TRY IT
Lines below starting with the line with "use super::ServiceError;" and going on through the line with "pub struct DesktopNotices" must be output exactly; the rest of the records must be left out.

BEGIN RECORDS TO PROCESS

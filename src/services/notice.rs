// Author: Dustin Pilgrim
// License: MIT

use std::collections::HashMap;
use std::sync::atomic::{AtomicU32, Ordering};

use futures::{future::BoxFuture, StreamExt};
use tokio::sync::mpsc;
use zbus::{Connection, Proxy};
use zvariant::Value;

use crate::core::{
    action::{Notice, NoticeId},
    watchdog_msg::WatchdogMsg,
};
use crate::{sdebug, sinfo, swarn};

use super::ServiceError;

/// Action key of the "stay logged in" button.
pub const STAY_ACTION_KEY: &str = "stay";

/// Where the expiry warning is rendered.
pub trait NoticeSurface: Send + Sync + 'static {
    fn show_notice<'a>(&'a self, notice: &'a Notice) -> BoxFuture<'a, Result<NoticeId, ServiceError>>;
    fn dismiss_notice(&self, id: NoticeId) -> BoxFuture<'_, Result<(), ServiceError>>;
}

/// `org.freedesktop.Notifications` on the session bus.
///
/// Button presses come back as `ActionInvoked` signals and are forwarded to
/// the daemon as `WatchdogMsg::NoticeAction`; the daemon decides whether the
/// id still belongs to the visible warning.
pub struct DesktopNotices {
    proxy: Proxy<'static>,
    app_name: String,
}

impl DesktopNotices {
    pub async fn connect(
        app_name: impl Into<String>,
        tx: mpsc::Sender<WatchdogMsg>,
    ) -> Result<Self, ServiceError> {
        let conn = Connection::session().await?;

        let proxy = Proxy::new(
            &conn,
            "org.freedesktop.Notifications",
            "/org/freedesktop/Notifications",
            "org.freedesktop.Notifications",
        )
        .await?;

        let mut stream = proxy.receive_signal("ActionInvoked").await?;
        tokio::spawn(async move {
            while let Some(sig) = stream.next().await {
                let (id, action_key): (u32, String) = match sig.body().deserialize() {
                    Ok(v) => v,
                    Err(_) => continue,
                };
                sdebug!("Notice", "action '{}' invoked on notice {}", action_key, id);
                if tx
                    .send(WatchdogMsg::NoticeAction { id: NoticeId(id), action_key })
                    .await
                    .is_err()
                {
                    break;
                }
            }
            swarn!("Notice", "action listener stopped");
        });

        sinfo!("Notice", "connected to org.freedesktop.Notifications");

        Ok(Self {
            proxy,
            app_name: app_name.into(),
        })
    }
}

impl NoticeSurface for DesktopNotices {
    fn show_notice<'a>(&'a self, notice: &'a Notice) -> BoxFuture<'a, Result<NoticeId, ServiceError>> {
        Box::pin(async move {
            let actions = vec![STAY_ACTION_KEY, notice.action_label.as_str()];

            let mut hints: HashMap<&str, Value<'_>> = HashMap::new();
            hints.insert("urgency", Value::from(2u8));

            let expire_timeout = i32::try_from(notice.timeout_ms).unwrap_or(i32::MAX);

            let id: u32 = self
                .proxy
                .call(
                    "Notify",
                    &(
                        self.app_name.as_str(),
                        0u32,
                        "dialog-warning",
                        notice.title.as_str(),
                        notice.body.as_str(),
                        actions,
                        hints,
                        expire_timeout,
                    ),
                )
                .await?;

            Ok(NoticeId(id))
        })
    }

    fn dismiss_notice(&self, id: NoticeId) -> BoxFuture<'_, Result<(), ServiceError>> {
        Box::pin(async move {
            let () = self.proxy.call("CloseNotification", &(id.0,)).await?;
            Ok(())
        })
    }
}

/// Fallback when no notification daemon is reachable: the warning only
/// reaches the log, and `vigil extend` is the way to stay logged in.
#[derive(Debug, Default)]
pub struct LogNotices {
    next_id: AtomicU32,
}

impl NoticeSurface for LogNotices {
    fn show_notice<'a>(&'a self, notice: &'a Notice) -> BoxFuture<'a, Result<NoticeId, ServiceError>> {
        Box::pin(async move {
            let id = NoticeId(self.next_id.fetch_add(1, Ordering::Relaxed) + 1);
            swarn!("Notice", "{}: {} (run `vigil extend` to stay logged in)", notice.title, notice.body);
            Ok(id)
        })
    }

    fn dismiss_notice(&self, id: NoticeId) -> BoxFuture<'_, Result<(), ServiceError>> {
        Box::pin(async move {
            sdebug!("Notice", "dismissed notice {}", id);
            Ok(())
        })
    }
}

END RECORDS TO PROCESS

TASK ANSWER
use super::ServiceError;

/// Action key of the "stay logged in" button.
pub const STAY_ACTION_KEY: &str = "stay";

/// Where the expiry warning is rendered.
pub trait NoticeSurface: Send + Sync + 'static {
    fn show_notice<'a>(&'a self, notice: &'a Notice) -> BoxFuture<'a, Result<NoticeId, ServiceError>>;
    fn dismiss_notice(&self, id: NoticeId) -> BoxFuture<'_, Result<(), ServiceError>>;
}

/// `org.freedesktop.Notifications` on the session bus.
///
/// Button presses come back as `ActionInvoked` signals and are forwarded to
/// the daemon as `WatchdogMsg::NoticeAction`; the daemon decides whether the
/// id still belongs to the visible warning.
pub struct DesktopNotices {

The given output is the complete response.